A Rose By Any Other Name Chapter 11

By Mintbaby

"So… So what do we do now?" Natalie raised her head and held his amber gaze. "I've never been here before, Vincent. I always thought it was an impossible reality. Now? Now I don't know what to do next. I don't know how to act. I don't know anything."

Vincent just stared down at her, his expression fading from an odd expression of distance to something she'd never thought she'd see: compassion and… adoration. Natalie nearly lost the ability to breathe and the longer she held his gaze, the harder it was to do just that. Finally, she looked down.

"I would say that you have voiced my own fears to the letter." He lifted her chin with his golden claw and examined her face. "So? What should we do? Should we answer our passions and forget the logic and common sense that often protects us from ourselves?" Natalie flushed a deep shade of red, but somehow managed to hold his gaze. "Should we distance one from the other until the reality of your experiment arises in the form of failure or success? Should I accept the one dream attained and put away the other so that I do not tempt the fates? Or should I vanish again within myself and save you from the heartache that I know will come of any association with that darkness which resides within this cold heart?"

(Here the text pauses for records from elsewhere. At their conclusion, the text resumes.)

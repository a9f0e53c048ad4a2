//! Remote table reader: fetches the pre-aggregated parquet files the upstream
//! pipeline publishes to object storage and decodes them into typed rows.
//! This crate only ever reads; failures propagate unmodified.

use std::collections::HashMap;
use std::fs;
use std::path::Path;
use std::time::Duration;

use anyhow::{anyhow, Context, Result};
use once_cell::sync::OnceCell;
use parquet::file::reader::{FileReader, SerializedFileReader};
use parquet::record::{Field, Row};
use reqwest::blocking::Client;

use crate::data_cache::fetch_file_cached;
use crate::tables::{GameRow, PlayerStatRow, PlayoffGameRow, ScheduleRow, StandingsRow};
use crate::timefmt;

pub const DATA_PATH_STANDINGS_REGULAR: &str = "fact_standings_regular.parquet";
pub const DATA_PATH_STANDINGS_PLAYOFF: &str = "fact_standings_playoff.parquet";
pub const DATA_PATH_SCHEDULE: &str = "fact_schedule.parquet";
pub const DATA_PATH_SCORES: &str = "fact_scores.parquet";
pub const DATA_PATH_STATS: &str = "fact_stats.parquet";

const DEFAULT_BASE_URL: &str = "https://frozen-facts-center-prod.s3.amazonaws.com";
const REQUEST_TIMEOUT_SECS: u64 = 10;

static CLIENT: OnceCell<Client> = OnceCell::new();

fn http_client() -> Result<&'static Client> {
    CLIENT.get_or_try_init(|| {
        Client::builder()
            .timeout(Duration::from_secs(REQUEST_TIMEOUT_SECS))
            .build()
            .context("failed to build http client")
    })
}

fn table_url(file: &str) -> String {
    let base = std::env::var("FFC_DATA_BASE_URL")
        .ok()
        .filter(|v| !v.trim().is_empty())
        .unwrap_or_else(|| DEFAULT_BASE_URL.to_string());
    format!("{}/{}", base.trim_end_matches('/'), file)
}

fn fetch_table(file: &str) -> Result<std::path::PathBuf> {
    let client = http_client()?;
    fetch_file_cached(client, &table_url(file))
}

pub fn load_standings() -> Result<Vec<StandingsRow>> {
    let path = fetch_table(DATA_PATH_STANDINGS_REGULAR)?;
    decode_standings(&path)
}

pub fn load_playoff_games() -> Result<Vec<PlayoffGameRow>> {
    let path = fetch_table(DATA_PATH_STANDINGS_PLAYOFF)?;
    decode_playoff_games(&path)
}

pub fn load_scores() -> Result<Vec<GameRow>> {
    let path = fetch_table(DATA_PATH_SCORES)?;
    let mut rows = decode_scores(&path)?;
    // Most recent game day first, earliest start first within a day.
    rows.sort_by(|a, b| {
        b.local_date
            .cmp(&a.local_date)
            .then_with(|| a.local_time.cmp(&b.local_time))
    });
    Ok(rows)
}

pub fn load_schedule() -> Result<Vec<ScheduleRow>> {
    let path = fetch_table(DATA_PATH_SCHEDULE)?;
    let mut rows = decode_schedule(&path)?;
    rows.sort_by(|a, b| {
        a.local_date
            .cmp(&b.local_date)
            .then_with(|| a.local_time.cmp(&b.local_time))
    });
    Ok(rows)
}

pub fn load_player_stats() -> Result<Vec<PlayerStatRow>> {
    let path = fetch_table(DATA_PATH_STATS)?;
    decode_player_stats(&path)
}

fn row_iter(path: &Path) -> Result<Vec<Row>> {
    let file = fs::File::open(path).with_context(|| format!("open {}", path.display()))?;
    let reader = SerializedFileReader::new(file)
        .with_context(|| format!("open parquet reader {}", path.display()))?;
    let iter = reader
        .get_row_iter(None)
        .with_context(|| format!("iterate rows {}", path.display()))?;
    let mut rows = Vec::new();
    for row in iter {
        rows.push(row.with_context(|| format!("decode row {}", path.display()))?);
    }
    Ok(rows)
}

fn decode_standings(path: &Path) -> Result<Vec<StandingsRow>> {
    row_iter(path)?
        .iter()
        .map(|row| {
            Ok(StandingsRow {
                season: req_str(row, "season_long")?,
                conference: req_str(row, "conference")?,
                division: req_str(row, "division")?,
                team_full_name: req_str(row, "team_full_name")?,
                team_logo_url: col_str(row, "team_logo_url").unwrap_or_default(),
                games_played: req_u32(row, "games_played")?,
                wins: req_u32(row, "wins")?,
                losses: req_u32(row, "losses")?,
                ots: req_u32(row, "ots")?,
                points: req_u32(row, "points")?,
                points_pct: req_f64(row, "points_pct")?,
                wins_reg: req_u32(row, "wins_reg")?,
                wins_reg_ot: req_u32(row, "wins_reg_ot")?,
                goals_for: req_u32(row, "goals_for")?,
                goals_against: req_u32(row, "goals_against")?,
                goals_diff: req_f64(row, "goals_diff")? as i32,
                record_home: col_str(row, "record_home").unwrap_or_default(),
                record_away: col_str(row, "record_away").unwrap_or_default(),
                record_so: col_str(row, "record_so").unwrap_or_default(),
                record_last_10: col_str(row, "record_last_10").unwrap_or_default(),
            })
        })
        .collect()
}

fn decode_playoff_games(path: &Path) -> Result<Vec<PlayoffGameRow>> {
    row_iter(path)?
        .iter()
        .map(|row| {
            Ok(PlayoffGameRow {
                season: req_str(row, "season_long")?,
                playoff_round: req_u32(row, "playoff_round")?,
                matchup: req_str(row, "matchup")?,
                match_number: req_u32(row, "match")?,
                day_month: col_str(row, "day_month").unwrap_or_default(),
                home_team_full_name: req_str(row, "home_team_full_name")?,
                away_team_full_name: req_str(row, "away_team_full_name")?,
                home_team_abbrev_name: col_str(row, "home_team_abbrev_name").unwrap_or_default(),
                away_team_abbrev_name: col_str(row, "away_team_abbrev_name").unwrap_or_default(),
                home_team_logo_url: col_str(row, "home_team_logo_url").unwrap_or_default(),
                away_team_logo_url: col_str(row, "away_team_logo_url").unwrap_or_default(),
                home_team_score: req_u32(row, "home_team_score")?,
                away_team_score: req_u32(row, "away_team_score")?,
                home_team_match_score: req_u32(row, "home_team_match_score")?,
                away_team_match_score: req_u32(row, "away_team_match_score")?,
                period_type: col_str(row, "period_type").unwrap_or_default(),
            })
        })
        .collect()
}

fn decode_scores(path: &Path) -> Result<Vec<GameRow>> {
    row_iter(path)?
        .iter()
        .map(|row| {
            let start_time_utc = req_str(row, "start_time_utc")?;
            let (local_date, local_time) = timefmt::local_date_time(&start_time_utc);
            Ok(GameRow {
                start_time_utc,
                home_team_full_name: req_str(row, "home_team_full_name")?,
                away_team_full_name: req_str(row, "away_team_full_name")?,
                home_team_abbrev_name: col_str(row, "home_team_abbrev_name").unwrap_or_default(),
                away_team_abbrev_name: col_str(row, "away_team_abbrev_name").unwrap_or_default(),
                home_team_logo_url: col_str(row, "home_team_logo_url").unwrap_or_default(),
                away_team_logo_url: col_str(row, "away_team_logo_url").unwrap_or_default(),
                home_team_score: req_u32(row, "home_team_score")?,
                away_team_score: req_u32(row, "away_team_score")?,
                period_type: col_str(row, "period_type").unwrap_or_default(),
                local_date,
                local_time,
            })
        })
        .collect()
}

fn decode_schedule(path: &Path) -> Result<Vec<ScheduleRow>> {
    row_iter(path)?
        .iter()
        .map(|row| {
            let start_time_utc = req_str(row, "start_time_utc")?;
            let (local_date, local_time) = timefmt::local_date_time(&start_time_utc);
            Ok(ScheduleRow {
                start_time_utc,
                home_team_full_name: req_str(row, "home_team_full_name")?,
                away_team_full_name: req_str(row, "away_team_full_name")?,
                home_team_logo_url: col_str(row, "home_team_logo_url").unwrap_or_default(),
                away_team_logo_url: col_str(row, "away_team_logo_url").unwrap_or_default(),
                local_date,
                local_time,
            })
        })
        .collect()
}

/// String columns carrying row identity; everything else numeric lands in the
/// per-row stat map.
const STAT_META_COLUMNS: [&str; 3] = ["games_played", "toi_minutes", "sweater_number"];

fn decode_player_stats(path: &Path) -> Result<Vec<PlayerStatRow>> {
    row_iter(path)?
        .iter()
        .map(|row| {
            let mut stats: HashMap<String, f64> = HashMap::new();
            for (name, field) in row.get_column_iter() {
                if STAT_META_COLUMNS.contains(&name.as_str()) {
                    continue;
                }
                if let Some(value) = field_f64(field) {
                    stats.insert(name.clone(), value);
                }
            }
            Ok(PlayerStatRow {
                season: req_str(row, "season_long")?,
                season_type: col_str(row, "season_type_long").unwrap_or_default(),
                team_full_name: req_str(row, "team_full_name")?,
                team_abbrev_name: col_str(row, "team_abbrev_name").unwrap_or_default(),
                full_name: req_str(row, "full_name")?,
                headshot_url: col_str(row, "headshot_url").unwrap_or_default(),
                position_code: req_str(row, "position_code")?,
                sweater_number: col_f64(row, "sweater_number").map(|n| n as u32),
                games_played: req_u32(row, "games_played")?,
                toi_minutes: req_f64(row, "toi_minutes")?,
                stats,
            })
        })
        .collect()
}

fn field_f64(field: &Field) -> Option<f64> {
    match field {
        Field::Double(v) => Some(*v),
        Field::Float(v) => Some(*v as f64),
        Field::Int(v) => Some(*v as f64),
        Field::Long(v) => Some(*v as f64),
        Field::Short(v) => Some(*v as f64),
        Field::Byte(v) => Some(*v as f64),
        Field::UInt(v) => Some(*v as f64),
        Field::ULong(v) => Some(*v as f64),
        Field::UShort(v) => Some(*v as f64),
        Field::UByte(v) => Some(*v as f64),
        _ => None,
    }
}

fn col_str(row: &Row, name: &str) -> Option<String> {
    row.get_column_iter().find_map(|(col, field)| {
        if col.as_str() != name {
            return None;
        }
        match field {
            Field::Str(s) => Some(s.clone()),
            _ => None,
        }
    })
}

fn col_f64(row: &Row, name: &str) -> Option<f64> {
    row.get_column_iter()
        .find_map(|(col, field)| {
            if col.as_str() == name {
                field_f64(field)
            } else {
                None
            }
        })
}

fn req_str(row: &Row, name: &str) -> Result<String> {
    col_str(row, name).ok_or_else(|| anyhow!("missing string column {name}"))
}

fn req_f64(row: &Row, name: &str) -> Result<f64> {
    col_f64(row, name).ok_or_else(|| anyhow!("missing numeric column {name}"))
}

fn req_u32(row: &Row, name: &str) -> Result<u32> {
    col_f64(row, name)
        .map(|v| v as u32)
        .ok_or_else(|| anyhow!("missing numeric column {name}"))
}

Natalie closed her eyes and he lowered his hand from her chin. She immediately lowered her head. "I don't know about you, but these past few days have been glorious. It's been like living a dream and I don't want it to end. But, then again, you deserve happiness just as much as I do. If you think you'd be happier in that dark room in a coffin… away from everyone who's ever cared about you, well I guess you should do that." She paused, swallowing her tears as she opened her eyes and looked up at him. He was gazing down at her as usual. "But then you'd be tormented by the 'what if's. You don't really want that, do you? You don't want the nightmares to start again, do you? You couldn't! Not when you know that I'd do anything to make you happy!"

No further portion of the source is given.